[To do]: Reproduce word for word, from the entries below, the line with "or timed out.", the line with "impl From<std::io::Error> for", and every line between them, and nothing more.
- - -
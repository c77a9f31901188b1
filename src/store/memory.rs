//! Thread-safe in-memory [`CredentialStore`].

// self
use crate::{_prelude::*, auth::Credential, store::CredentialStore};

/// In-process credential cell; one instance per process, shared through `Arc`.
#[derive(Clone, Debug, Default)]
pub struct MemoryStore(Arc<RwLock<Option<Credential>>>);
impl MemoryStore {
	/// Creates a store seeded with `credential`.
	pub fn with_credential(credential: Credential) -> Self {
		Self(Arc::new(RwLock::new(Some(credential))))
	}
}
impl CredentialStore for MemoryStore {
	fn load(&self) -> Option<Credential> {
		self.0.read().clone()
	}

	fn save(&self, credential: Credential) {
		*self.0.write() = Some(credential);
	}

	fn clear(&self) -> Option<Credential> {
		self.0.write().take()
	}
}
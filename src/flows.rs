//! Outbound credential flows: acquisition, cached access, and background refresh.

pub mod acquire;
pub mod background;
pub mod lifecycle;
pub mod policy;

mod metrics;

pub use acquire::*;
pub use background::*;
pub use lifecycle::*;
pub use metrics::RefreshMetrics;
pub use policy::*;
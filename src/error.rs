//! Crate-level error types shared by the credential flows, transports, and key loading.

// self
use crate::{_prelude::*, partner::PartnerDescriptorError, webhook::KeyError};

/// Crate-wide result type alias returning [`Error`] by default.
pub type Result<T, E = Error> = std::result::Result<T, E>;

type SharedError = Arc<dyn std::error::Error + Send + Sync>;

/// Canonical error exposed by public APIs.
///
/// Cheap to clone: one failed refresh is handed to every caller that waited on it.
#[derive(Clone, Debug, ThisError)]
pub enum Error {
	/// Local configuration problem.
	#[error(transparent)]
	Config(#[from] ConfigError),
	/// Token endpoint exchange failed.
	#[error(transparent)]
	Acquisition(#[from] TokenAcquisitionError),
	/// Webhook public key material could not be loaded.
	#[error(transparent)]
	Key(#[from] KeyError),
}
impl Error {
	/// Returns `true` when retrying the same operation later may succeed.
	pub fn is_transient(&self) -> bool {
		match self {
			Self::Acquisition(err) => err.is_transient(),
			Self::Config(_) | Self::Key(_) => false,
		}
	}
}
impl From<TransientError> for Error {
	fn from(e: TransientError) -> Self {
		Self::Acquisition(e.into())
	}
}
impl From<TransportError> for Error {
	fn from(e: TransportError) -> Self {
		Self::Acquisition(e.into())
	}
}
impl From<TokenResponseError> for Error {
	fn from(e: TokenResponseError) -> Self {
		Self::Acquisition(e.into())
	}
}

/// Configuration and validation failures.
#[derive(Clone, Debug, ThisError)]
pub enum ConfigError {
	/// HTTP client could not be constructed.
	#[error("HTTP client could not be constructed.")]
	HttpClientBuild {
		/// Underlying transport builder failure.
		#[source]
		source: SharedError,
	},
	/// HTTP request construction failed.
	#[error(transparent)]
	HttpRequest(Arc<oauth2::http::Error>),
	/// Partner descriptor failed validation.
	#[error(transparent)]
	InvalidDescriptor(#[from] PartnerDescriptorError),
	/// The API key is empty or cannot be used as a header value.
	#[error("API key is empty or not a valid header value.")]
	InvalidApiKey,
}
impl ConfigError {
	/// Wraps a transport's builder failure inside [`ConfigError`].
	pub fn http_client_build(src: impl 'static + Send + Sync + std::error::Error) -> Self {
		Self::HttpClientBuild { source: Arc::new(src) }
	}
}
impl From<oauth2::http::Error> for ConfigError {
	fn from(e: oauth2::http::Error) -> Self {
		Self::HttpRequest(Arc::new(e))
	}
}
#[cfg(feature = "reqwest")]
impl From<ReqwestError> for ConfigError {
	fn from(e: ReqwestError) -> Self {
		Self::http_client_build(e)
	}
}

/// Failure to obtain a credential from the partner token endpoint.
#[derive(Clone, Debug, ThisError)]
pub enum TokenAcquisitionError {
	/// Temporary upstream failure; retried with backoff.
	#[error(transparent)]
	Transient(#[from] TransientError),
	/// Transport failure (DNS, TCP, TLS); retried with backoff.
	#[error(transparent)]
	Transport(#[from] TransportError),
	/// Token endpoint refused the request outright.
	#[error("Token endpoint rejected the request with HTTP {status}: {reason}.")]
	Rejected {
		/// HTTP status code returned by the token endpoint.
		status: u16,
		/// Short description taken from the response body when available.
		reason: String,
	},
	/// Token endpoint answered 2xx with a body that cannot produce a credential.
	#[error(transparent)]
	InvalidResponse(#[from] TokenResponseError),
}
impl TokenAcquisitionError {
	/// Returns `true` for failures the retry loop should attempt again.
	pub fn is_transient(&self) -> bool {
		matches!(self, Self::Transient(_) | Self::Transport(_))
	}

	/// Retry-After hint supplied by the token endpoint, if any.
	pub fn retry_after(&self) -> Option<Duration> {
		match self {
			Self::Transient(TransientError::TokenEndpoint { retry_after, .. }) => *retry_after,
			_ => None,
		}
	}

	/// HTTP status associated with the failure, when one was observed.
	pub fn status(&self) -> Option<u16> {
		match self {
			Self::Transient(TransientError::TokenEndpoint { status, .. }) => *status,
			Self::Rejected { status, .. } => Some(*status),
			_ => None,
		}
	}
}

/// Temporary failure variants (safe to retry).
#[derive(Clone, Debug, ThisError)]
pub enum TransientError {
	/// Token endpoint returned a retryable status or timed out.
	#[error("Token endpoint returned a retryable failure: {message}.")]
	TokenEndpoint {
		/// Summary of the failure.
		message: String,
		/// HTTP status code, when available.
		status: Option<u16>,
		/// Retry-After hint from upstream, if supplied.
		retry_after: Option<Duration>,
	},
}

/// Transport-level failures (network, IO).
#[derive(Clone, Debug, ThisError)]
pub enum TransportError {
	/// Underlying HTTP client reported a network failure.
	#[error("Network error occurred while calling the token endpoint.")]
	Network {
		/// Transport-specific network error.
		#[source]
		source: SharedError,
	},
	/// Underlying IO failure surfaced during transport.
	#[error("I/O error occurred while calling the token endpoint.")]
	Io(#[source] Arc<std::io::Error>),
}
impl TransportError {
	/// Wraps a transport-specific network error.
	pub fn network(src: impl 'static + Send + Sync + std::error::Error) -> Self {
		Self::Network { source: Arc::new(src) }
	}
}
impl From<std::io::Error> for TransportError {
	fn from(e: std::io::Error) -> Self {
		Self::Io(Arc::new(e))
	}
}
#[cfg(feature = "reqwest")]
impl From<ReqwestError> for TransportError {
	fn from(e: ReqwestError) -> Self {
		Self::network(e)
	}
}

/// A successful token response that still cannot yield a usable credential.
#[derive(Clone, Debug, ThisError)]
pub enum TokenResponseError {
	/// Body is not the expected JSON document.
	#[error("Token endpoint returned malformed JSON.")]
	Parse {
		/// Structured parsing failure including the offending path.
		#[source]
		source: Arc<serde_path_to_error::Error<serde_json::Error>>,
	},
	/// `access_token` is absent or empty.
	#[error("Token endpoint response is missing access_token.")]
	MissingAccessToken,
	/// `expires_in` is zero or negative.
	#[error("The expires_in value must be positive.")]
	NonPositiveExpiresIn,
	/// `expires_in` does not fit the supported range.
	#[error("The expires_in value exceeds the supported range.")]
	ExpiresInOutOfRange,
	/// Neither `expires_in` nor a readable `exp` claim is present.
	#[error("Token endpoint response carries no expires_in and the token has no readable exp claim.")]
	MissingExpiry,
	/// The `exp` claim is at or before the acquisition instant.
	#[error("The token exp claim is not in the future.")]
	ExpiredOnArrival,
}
- - -
[Exercise result]:
	/// Token endpoint returned a retryable status or timed out.
	#[error("Token endpoint returned a retryable failure: {message}.")]
	TokenEndpoint {
		/// Summary of the failure.
		message: String,
		/// HTTP status code, when available.
		status: Option<u16>,
		/// Retry-After hint from upstream, if supplied.
		retry_after: Option<Duration>,
	},
}

/// Transport-level failures (network, IO).
#[derive(Clone, Debug, ThisError)]
pub enum TransportError {
	/// Underlying HTTP client reported a network failure.
	#[error("Network error occurred while calling the token endpoint.")]
	Network {
		/// Transport-specific network error.
		#[source]
		source: SharedError,
	},
	/// Underlying IO failure surfaced during transport.
	#[error("I/O error occurred while calling the token endpoint.")]
	Io(#[source] Arc<std::io::Error>),
}
impl TransportError {
	/// Wraps a transport-specific network error.
	pub fn network(src: impl 'static + Send + Sync + std::error::Error) -> Self {
		Self::Network { source: Arc::new(src) }
	}
}
impl From<std::io::Error> for TransportError {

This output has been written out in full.